* _Task objective_
The lines from the start of the records below through the line containing "#[derive(Debug, Clone, Copy)]" are to be copied exactly, both ends included, with nothing added.

* _Input data_
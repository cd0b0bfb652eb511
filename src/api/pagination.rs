//! Shared pagination helpers: page math and pagination-metadata formatting.
//! Every list endpoint goes through these two functions.

use serde::{Deserialize, Serialize};

use crate::config;

/// Clamped paging inputs for a list query
#[derive(Debug, Clone, Copy)]
pub struct PageParams {
    pub page: i64,
    pub per_page: i64,
}

impl PageParams {
    pub fn limit(&self) -> i64 {
        self.per_page
    }

    pub fn offset(&self) -> i64 {
        (self.page - 1) * self.per_page
    }
}

/// Pagination metadata included in list response envelopes
#[derive(Debug, Clone, Serialize, Deserialize, PartialEq)]
pub struct Pagination {
    pub page: i64,
    pub per_page: i64,
    pub total: i64,
    pub total_pages: i64,
}

/// Normalize raw `page`/`per_page` query values.
///
/// Page numbers start at 1; per_page falls back to the configured default and
/// is capped at the configured maximum.
pub fn page_params(page: Option<i64>, per_page: Option<i64>) -> PageParams {
    let api = &config::config().api;
    clamp_page_params(page, per_page, api.default_page_size, api.max_page_size)
}

fn clamp_page_params(
    page: Option<i64>,
    per_page: Option<i64>,
    default_size: i64,
    max_size: i64,
) -> PageParams {
    let page = page.unwrap_or(1).max(1);
    let per_page = per_page.unwrap_or(default_size).clamp(1, max_size);
    PageParams { page, per_page }
}

/// Format pagination metadata from the params used and the COUNT total
pub fn pagination_meta(params: &PageParams, total: i64) -> Pagination {
    let total = total.max(0);
    // Ceiling division; per_page is clamped to >= 1 so this cannot divide by zero
    let total_pages = (total + params.per_page - 1) / params.per_page;
    Pagination {
        page: params.page,
        per_page: params.per_page,
        total,
        total_pages,
    }
}

#[cfg(test)]
mod tests {
    use super::*;

    #[test]
    fn defaults_and_clamps() {
        let p = clamp_page_params(None, None, 20, 100);
        assert_eq!(p.page, 1);
        assert_eq!(p.per_page, 20);

        let p = clamp_page_params(Some(0), Some(-5), 20, 100);
        assert_eq!(p.page, 1);
        assert_eq!(p.per_page, 1);

        let p = clamp_page_params(Some(3), Some(500), 20, 100);
        assert_eq!(p.page, 3);
        assert_eq!(p.per_page, 100);
    }

    #[test]
    fn offset_follows_page() {
        let p = clamp_page_params(Some(3), Some(25), 20, 100);
        assert_eq!(p.limit(), 25);
        assert_eq!(p.offset(), 50);
    }

    #[test]
    fn metadata_matches_total() {
        let p = clamp_page_params(Some(2), Some(10), 20, 100);
        let meta = pagination_meta(&p, 35);
        assert_eq!(
            meta,
            Pagination { page: 2, per_page: 10, total: 35, total_pages: 4 }
        );
    }

    #[test]
    fn zero_rows_means_zero_pages() {
        let p = clamp_page_params(None, Some(10), 20, 100);
        let meta = pagination_meta(&p, 0);
        assert_eq!(meta.total, 0);
        assert_eq!(meta.total_pages, 0);
    }

    #[test]
    fn exact_multiple_has_no_partial_page() {
        let p = clamp_page_params(None, Some(10), 20, 100);
        assert_eq!(pagination_meta(&p, 30).total_pages, 3);
        assert_eq!(pagination_meta(&p, 31).total_pages, 4);
    }
}
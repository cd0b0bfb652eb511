// HTTP API Error Types
use axum::{http::StatusCode, response::IntoResponse, Json};
use serde_json::{json, Value};
use std::collections::HashMap;

/// HTTP API error with appropriate status codes and client-friendly messages
#[derive(Debug)]
pub enum ApiError {
    // 400 Bad Request
    BadRequest(String),
    ValidationError {
        message: String,
        field_errors: Option<HashMap<String, String>>,
    },
    InvalidJson(String),

    // 401 Unauthorized
    Unauthorized(String),

    // 403 Forbidden
    Forbidden(String),

    // 404 Not Found
    NotFound(String),

    // 409 Conflict
    Conflict(String),

    // 500 Internal Server Error
    InternalServerError(String),

    // 503 Service Unavailable
    ServiceUnavailable(String),
}

impl ApiError {
    /// Get HTTP status code
    pub fn status_code(&self) -> u16 {
        match self {
            ApiError::BadRequest(_) => 400,
            ApiError::ValidationError { .. } => 400,
            ApiError::InvalidJson(_) => 400,
            ApiError::Unauthorized(_) => 401,
            ApiError::Forbidden(_) => 403,
            ApiError::NotFound(_) => 404,
            ApiError::Conflict(_) => 409,
            ApiError::InternalServerError(_) => 500,
            ApiError::ServiceUnavailable(_) => 503,
        }
    }

    /// Get client-safe error message
    pub fn message(&self) -> &str {
        match self {
            ApiError::BadRequest(msg) => msg,
            ApiError::ValidationError { message, .. } => message,
            ApiError::InvalidJson(msg) => msg,
            ApiError::Unauthorized(msg) => msg,
            ApiError::Forbidden(msg) => msg,
            ApiError::NotFound(msg) => msg,
            ApiError::Conflict(msg) => msg,
            ApiError::InternalServerError(msg) => msg,
            ApiError::ServiceUnavailable(msg) => msg,
        }
    }

    /// Get error code for client handling
    pub fn error_code(&self) -> &'static str {
        match self {
            ApiError::BadRequest(_) => "BAD_REQUEST",
            ApiError::ValidationError { .. } => "VALIDATION_ERROR",
            ApiError::InvalidJson(_) => "INVALID_JSON",
            ApiError::Unauthorized(_) => "UNAUTHORIZED",
            ApiError::Forbidden(_) => "FORBIDDEN",
            ApiError::NotFound(_) => "NOT_FOUND",
            ApiError::Conflict(_) => "CONFLICT",
            ApiError::InternalServerError(_) => "INTERNAL_SERVER_ERROR",
            ApiError::ServiceUnavailable(_) => "SERVICE_UNAVAILABLE",
        }
    }

    /// Convert to JSON response body
    pub fn to_json(&self) -> Value {
        match self {
            ApiError::ValidationError { message, field_errors } => {
                let mut response = json!({
                    "success": false,
                    "error": message,
                    "code": "VALIDATION_ERROR"
                });

                if let Some(field_errors) = field_errors {
                    response["field_errors"] = json!(field_errors);
                }

                response
            }
            _ => {
                json!({
                    "success": false,
                    "error": self.message(),
                    "code": self.error_code()
                })
            }
        }
    }
}

// Static constructor methods
impl ApiError {
    pub fn bad_request(message: impl Into<String>) -> Self {
        ApiError::BadRequest(message.into())
    }

    pub fn validation_error(
        message: impl Into<String>,
        field_errors: Option<HashMap<String, String>>,
    ) -> Self {
        ApiError::ValidationError {
            message: message.into(),
            field_errors,
        }
    }

    /// Validation error for a single missing or malformed field
    pub fn field_error(field: impl Into<String>, problem: impl Into<String>) -> Self {
        let mut field_errors = HashMap::new();
        field_errors.insert(field.into(), problem.into());
        ApiError::ValidationError {
            message: "Invalid request".to_string(),
            field_errors: Some(field_errors),
        }
    }

    pub fn invalid_json(message: impl Into<String>) -> Self {
        ApiError::InvalidJson(message.into())
    }

    pub fn unauthorized(message: impl Into<String>) -> Self {
        ApiError::Unauthorized(message.into())
    }

    pub fn forbidden(message: impl Into<String>) -> Self {
        ApiError::Forbidden(message.into())
    }

    pub fn not_found(message: impl Into<String>) -> Self {
        ApiError::NotFound(message.into())
    }

    pub fn conflict(message: impl Into<String>) -> Self {
        ApiError::Conflict(message.into())
    }

    pub fn internal_server_error(message: impl Into<String>) -> Self {
        ApiError::InternalServerError(message.into())
    }

    pub fn service_unavailable(message: impl Into<String>) -> Self {
        ApiError::ServiceUnavailable(message.into())
    }
}

// Convert other error types to ApiError
impl From<crate::database::manager::DatabaseError> for ApiError {
    fn from(err: crate::database::manager::DatabaseError) -> Self {
        use crate::database::manager::DatabaseError;
        match err {
            DatabaseError::NotFound(msg) => ApiError::not_found(msg),
            DatabaseError::ConfigMissing(_) | DatabaseError::InvalidDatabaseUrl => {
                tracing::error!("Database configuration error: {}", err);
                ApiError::service_unavailable("Database temporarily unavailable")
            }
            DatabaseError::QueryError(msg) => {
                // Don't expose internal SQL errors to clients
                tracing::error!("Database query error: {}", msg);
                ApiError::internal_server_error("An error occurred while processing your request")
            }
            DatabaseError::Sqlx(sqlx_err) => {
                tracing::error!("SQLx error: {}", sqlx_err);
                ApiError::internal_server_error("Database error occurred")
            }
        }
    }
}

impl From<sqlx::Error> for ApiError {
    fn from(err: sqlx::Error) -> Self {
        match err {
            sqlx::Error::RowNotFound => ApiError::not_found("Record not found"),
            other => {
                // Log the real error but return generic message
                tracing::error!("SQLx error: {}", other);
                ApiError::internal_server_error("Database error occurred")
            }
        }
    }
}

// Standard error trait implementations
impl std::fmt::Display for ApiError {
    fn fmt(&self, f: &mut std::fmt::Formatter<'_>) -> std::fmt::Result {
        write!(f, "{}", self.message())
    }
}

impl std::error::Error for ApiError {}

// Automatic HTTP response conversion for Axum
impl IntoResponse for ApiError {
    fn into_response(self) -> axum::response::Response {
        let status =
            StatusCode::from_u16(self.status_code()).unwrap_or(StatusCode::INTERNAL_SERVER_ERROR);
        (status, Json(self.to_json())).into_response()
    }
}

#[cfg(test)]
mod tests {
    use super::*;

    #[test]
    fn status_codes_match_variants() {
        assert_eq!(ApiError::bad_request("x").status_code(), 400);
        assert_eq!(ApiError::unauthorized("x").status_code(), 401);
        assert_eq!(ApiError::forbidden("x").status_code(), 403);
        assert_eq!(ApiError::not_found("x").status_code(), 404);
        assert_eq!(ApiError::conflict("x").status_code(), 409);
        assert_eq!(ApiError::internal_server_error("x").status_code(), 500);
        assert_eq!(ApiError::service_unavailable("x").status_code(), 503);
    }

    #[test]
    fn field_error_carries_field_map() {
        let err = ApiError::field_error("email", "This field is required");
        let body = err.to_json();
        assert_eq!(body["success"], false);
        assert_eq!(body["field_errors"]["email"], "This field is required");
    }

    #[test]
    fn row_not_found_maps_to_404() {
        let err: ApiError = sqlx::Error::RowNotFound.into();
        assert_eq!(err.status_code(), 404);
    }
}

* _Solution below_
repository cd0b0bfb652eb511
filename src/api/pagination.rs
//! Shared pagination helpers: page math and pagination-metadata formatting.
//! Every list endpoint goes through these two functions.

use serde::{Deserialize, Serialize};

use crate::config;

/// Clamped paging inputs for a list query
#[derive(Debug, Clone, Copy)]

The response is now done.